Apple took a big gamble to create a product that at the time, was mostly a niche product, I don't think anyone was expecting the iPhone to be the staggering sensation it became. Yet, Apple spent millions to develop the hardware and the operating system, both of which were, at the time, quite revolutionary.
Apple didn't capture a segment of an existing market, they *created* their own market -- people that had never bought a smartphone before were buying this thing.
Now let's contrast to MS; They launched the Zune, hoping to capture some segment of the market that would have otherwise have purchased an iPod. When it failed to do that after 2 years, they dumped the entire thing. They launched a smartphone geared towards teens and canceled it after a week, if I recall.
For MS, the product has to be a huge hit or it's a disaster, and there's no in-between for them. That's their failure, which is they are looking for the kind of success Apple had, or they kill the product before it can even get a foothold.

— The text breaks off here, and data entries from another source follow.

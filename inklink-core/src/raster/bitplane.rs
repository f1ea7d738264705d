//! Packed 1-bit plane encoding.
//!
//! A quantized raster collapses into one plane (monochrome) or two
//! planes (tri-color). Plane buffers start zeroed and bits are only
//! ever set, never cleared.

use super::frame::Raster;
use crate::error::InkError;
use std::fmt;
use std::str::FromStr;

// ── BitPlane ─────────────────────────────────────────────────────

/// One packed plane: `ceil(width/8)` bytes per row, MSB first within
/// each byte, rows padded to a byte boundary.
#[derive(Debug, Clone, PartialEq, Eq)]
pub struct BitPlane {
    width: u32,
    height: u32,
    bytes: Vec<u8>,
}

impl BitPlane {
    pub fn new(width: u32, height: u32) -> Self {
        let byte_width = (width as usize).div_ceil(8);
        Self {
            width,
            height,
            bytes: vec![0; byte_width * height as usize],
        }
    }

    /// Bytes per row.
    pub fn byte_width(&self) -> usize {
        (self.width as usize).div_ceil(8)
    }

    /// Sets the bit for `(x, y)`.
    ///
    /// # Panics
    ///
    /// Panics if `(x, y)` is out of bounds.
    pub fn set(&mut self, x: u32, y: u32) {
        assert!(x < self.width && y < self.height, "bit out of bounds");
        let idx = y as usize * self.byte_width() + x as usize / 8;
        self.bytes[idx] |= 1 << (7 - (x % 8));
    }

    pub fn get(&self, x: u32, y: u32) -> bool {
        assert!(x < self.width && y < self.height, "bit out of bounds");
        let idx = y as usize * self.byte_width() + x as usize / 8;
        self.bytes[idx] & (1 << (7 - (x % 8))) != 0
    }

    pub fn as_bytes(&self) -> &[u8] {
        &self.bytes
    }

    pub fn len(&self) -> usize {
        self.bytes.len()
    }

    pub fn is_empty(&self) -> bool {
        self.bytes.is_empty()
    }
}

// ── ColorMode ────────────────────────────────────────────────────

/// Panel color capability.
#[derive(Debug, Clone, Copy, PartialEq, Eq, Hash, Default)]
pub enum ColorMode {
    /// One plane, black and white.
    #[default]
    Monochrome,
    /// Two planes, black/white/red.
    Tricolor,
}

impl ColorMode {
    pub fn plane_count(&self) -> usize {
        match self {
            ColorMode::Monochrome => 1,
            ColorMode::Tricolor => 2,
        }
    }
}

impl FromStr for ColorMode {
    type Err = InkError;

    fn from_str(s: &str) -> Result<Self, Self::Err> {
        match s.to_ascii_lowercase().as_str() {
            "bw" => Ok(ColorMode::Monochrome),
            "bwr" => Ok(ColorMode::Tricolor),
            other => Err(InkError::Other(format!("unknown color mode: {other}"))),
        }
    }
}

impl fmt::Display for ColorMode {
    fn fmt(&self, f: &mut fmt::Formatter<'_>) -> fmt::Result {
        match self {
            ColorMode::Monochrome => f.write_str("bw"),
            ColorMode::Tricolor => f.write_str("bwr"),
        }
    }
}

// ── Classification ───────────────────────────────────────────────

/// Tri-color class of a quantized pixel.
#[derive(Debug, Clone, Copy, PartialEq, Eq)]
pub enum PixelClass {
    Black,
    White,
    Red,
}

/// Threshold classification. Anything neither fully dark nor fully
/// light counts as red, which also catches the 128 midpoint.
pub fn classify(rgb: [u8; 3]) -> PixelClass {
    let [r, g, b] = rgb;
    if r < 128 && g < 128 && b < 128 {
        PixelClass::Black
    } else if r > 128 && g > 128 && b > 128 {
        PixelClass::White
    } else {
        PixelClass::Red
    }
}

// ── Plane encoders ───────────────────────────────────────────────

/// Which transfer a plane belongs to. The first plane and the red
/// plane use different chunk header selectors on the wire.
#[derive(Debug, Clone, Copy, PartialEq, Eq, Hash)]
pub enum PlaneTag {
    Bw,
    Red,
}

/// One encoded plane ready for transfer.
#[derive(Debug, Clone, PartialEq, Eq)]
pub struct Plane {
    pub tag: PlaneTag,
    pub bits: BitPlane,
}

/// The fully encoded frame, planes in transfer order.
#[derive(Debug, Clone, PartialEq, Eq)]
pub struct EncodedImage {
    pub mode: ColorMode,
    pub planes: Vec<Plane>,
}

impl EncodedImage {
    /// Total payload bytes across all planes.
    pub fn byte_len(&self) -> usize {
        self.planes.iter().map(|p| p.bits.len()).sum()
    }
}

/// Monochrome: bit = 1 when the red channel exceeds 128 (white),
/// 0 otherwise (black). Post-quantization the channels agree, the red
/// channel is simply the fixed documented choice.
pub fn encode_mono(raster: &Raster) -> BitPlane {
    let mut plane = BitPlane::new(raster.width(), raster.height());
    for y in 0..raster.height() {
        for x in 0..raster.width() {
            if raster.pixel(x, y)[0] > 128 {
                plane.set(x, y);
            }
        }
    }
    plane
}

/// Tri-color: black sets the R-plane bit, white sets both bits, red
/// sets the B-plane bit. Returned in transfer order (B, then R).
pub fn encode_tricolor(raster: &Raster) -> (BitPlane, BitPlane) {
    let mut plane_b = BitPlane::new(raster.width(), raster.height());
    let mut plane_r = BitPlane::new(raster.width(), raster.height());
    for y in 0..raster.height() {
        for x in 0..raster.width() {
            match classify(raster.pixel(x, y)) {
                PixelClass::Black => plane_r.set(x, y),
                PixelClass::White => {
                    plane_b.set(x, y);
                    plane_r.set(x, y);
                }
                PixelClass::Red => plane_b.set(x, y),
            }
        }
    }
    (plane_b, plane_r)
}

/// Encodes a quantized raster into the planes the panel expects.
pub fn encode(raster: &Raster, mode: ColorMode) -> EncodedImage {
    let planes = match mode {
        ColorMode::Monochrome => vec![Plane {
            tag: PlaneTag::Bw,
            bits: encode_mono(raster),
        }],
        ColorMode::Tricolor => {
            let (b, r) = encode_tricolor(raster);
            vec![
                Plane {
                    tag: PlaneTag::Bw,
                    bits: b,
                },
                Plane {
                    tag: PlaneTag::Red,
                    bits: r,
                },
            ]
        }
    };
    EncodedImage { mode, planes }
}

Contrast to Google, who suffered through years of crappy Android releases before the OS became a serious contender to the iPhone. Google (fortunately) stuck with it, but MS don't play that game. They want instant success or the product is dead.
What they could have done differently is had an overall vision to tie their products together. What if the Zune's OS became a launchpad to a phone OS, and they had used their existing PDA experience from Windows CE to make a really good product and stuck with it, even if sales were initially slow, but they kept improving it?
But either due to incompetence or interoffice politics, no microsoft product works with any other microsoft product, and they never seem to learn from their past products what works and what doesn't -- and that's why their stuff fails.